Hsp70 acetylation was also observed in other studies. Treatment with HDAC inhibitors increased intracellular Hsp70 and Hsp90 acetylation levels45. Furthermore, Hsp70 K159 was acetylated and deacetylated by p300 and HDAC6, respectively27. In this study, we found that HDAC4 deacetylates the K77 acetylation of Hsp70 and changes its co-chaperone binding. On the basis of the acetylation/deacetylation state, we assume that Hsp70 may bind more strongly to ARD1 in the early phase after stress, then Hsp70 may gradually convert its binding from ARD1 to HDAC4 over time. Therefore, further studies are needed to investigate the component proportion ratio of HDAC4 and ARD1 in the Hsp70 complex and its modulation over time after cellular stress. In addition, we did not examine all HDAC family members in this study, therefore, the involvement of other HDACs in K77 deacetylation of Hsp70 is also needed to be examined in further studies.
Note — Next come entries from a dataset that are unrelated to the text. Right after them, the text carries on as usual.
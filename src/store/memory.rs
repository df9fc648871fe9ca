//! In-memory document store

use super::{DocumentStore, StoreError, StoreResult};
use crate::ldp::ResourceDocument;
use crate::rdf::NamedNode;
use async_trait::async_trait;
use std::collections::HashMap;
use tokio::sync::RwLock;
use tracing::debug;

/// HashMap-backed store for tests and ephemeral servers.
///
/// Reservation is an insert-if-absent under the write lock, which gives the
/// same uniqueness guarantee as a unique index.
#[derive(Default)]
pub struct MemoryStore {
    documents: RwLock<HashMap<String, ResourceDocument>>,
}

impl MemoryStore {
    pub fn new() -> Self {
        Self::default()
    }

    /// Number of stored documents, placeholders and tombstones included
    pub async fn len(&self) -> usize {
        self.documents.read().await.len()
    }

    pub async fn is_empty(&self) -> bool {
        self.documents.read().await.is_empty()
    }
}

#[async_trait]
impl DocumentStore for MemoryStore {
    async fn get(&self, name: &NamedNode) -> StoreResult<Option<ResourceDocument>> {
        Ok(self.documents.read().await.get(name.as_str()).cloned())
    }

    async fn put(&self, document: &ResourceDocument) -> StoreResult<()> {
        let mut documents = self.documents.write().await;
        let mut document = document.clone();
        if let Some(existing) = documents.get(document.name.as_str()) {
            document.membership_resource_for = existing.membership_resource_for.clone();
        }
        debug!("Stored document {}", document.name.as_str());
        documents.insert(document.name.as_str().to_string(), document);
        Ok(())
    }

    async fn tombstone(&self, name: &NamedNode) -> StoreResult<()> {
        let mut documents = self.documents.write().await;
        let doc = documents
            .get_mut(name.as_str())
            .ok_or_else(|| StoreError::NotFound(name.as_str().to_string()))?;
        doc.tombstone();
        debug!("Tombstoned document {}", name.as_str());
        Ok(())
    }

    async fn reserve_uri(&self, name: &NamedNode) -> StoreResult<()> {
        let mut documents = self.documents.write().await;
        match documents.get_mut(name.as_str()) {
            Some(stub) if stub.is_stub() => stub.reserved = true,
            Some(_) => return Err(StoreError::DuplicateName(name.as_str().to_string())),
            None => {
                documents.insert(
                    name.as_str().to_string(),
                    ResourceDocument::placeholder(name.clone()),
                );
            }
        }
        Ok(())
    }

    async fn release_uri(&self, name: &NamedNode) -> StoreResult<()> {
        let mut documents = self.documents.write().await;
        let vacant = match documents.get_mut(name.as_str()) {
            Some(doc) if doc.is_placeholder() => {
                doc.reserved = false;
                doc.is_vacant()
            }
            _ => false,
        };
        if vacant {
            documents.remove(name.as_str());
        }
        Ok(())
    }

    async fn get_containment(&self, container: &NamedNode) -> StoreResult<Vec<NamedNode>> {
        let documents = self.documents.read().await;
        let mut children: Vec<NamedNode> = documents
            .values()
            .filter(|d| d.is_live() && d.contained_by.as_ref() == Some(container))
            .map(|d| d.name.clone())
            .collect();
        children.sort();
        Ok(children)
    }

    async fn find_container(&self, name: &NamedNode) -> StoreResult<Option<ResourceDocument>> {
        let documents = self.documents.read().await;
        Ok(documents
            .get(name.as_str())
            .filter(|d| d.is_live() && d.is_container())
            .cloned())
    }

    async fn register_membership(&self, container: &ResourceDocument) -> StoreResult<()> {
        let Some(resource) = container.membership_resource() else {
            return Ok(());
        };
        let mut documents = self.documents.write().await;
        documents
            .entry(resource.as_str().to_string())
            .or_insert_with(|| ResourceDocument::stub(resource.clone()))
            .add_back_ref(container);
        debug!(
            "Registered {} as membership resource of {}",
            resource.as_str(),
            container.name.as_str()
        );
        Ok(())
    }

    async fn unregister_membership(
        &self,
        container: &NamedNode,
        membership_resource: &NamedNode,
    ) -> StoreResult<()> {
        let mut documents = self.documents.write().await;
        let Some(doc) = documents.get_mut(membership_resource.as_str()) else {
            return Ok(());
        };
        // a stub that lost its last back-reference is dropped
        if doc.remove_back_ref(container) && doc.is_vacant() {
            documents.remove(membership_resource.as_str());
        }
        Ok(())
    }
}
In this study, we used two Hsp70 mutants, K77R and K77Q, which mimic deacetylation and acetylation, respectively, to investigate the effect of ARD1-mediated Hsp70 acetylation. The K77R mutation significantly downregulated the ATPase activity of Hsp70, whereas K77Q showed no change (Supplementary Fig. 10b). However, both mutants failed to convert their co-chaperone binding according to early or late phase response, resulting in reduced cell survival under stress conditions (Fig. 5d; Supplementary Fig. 10a). These results indicate that Hsp70 acetylation/deacetylation does not simply represent the active/inactive state of Hsp70, but rather that the dynamic conversion of Hsp70 between acetylation and deacetylation states is critical for its proper cellular function.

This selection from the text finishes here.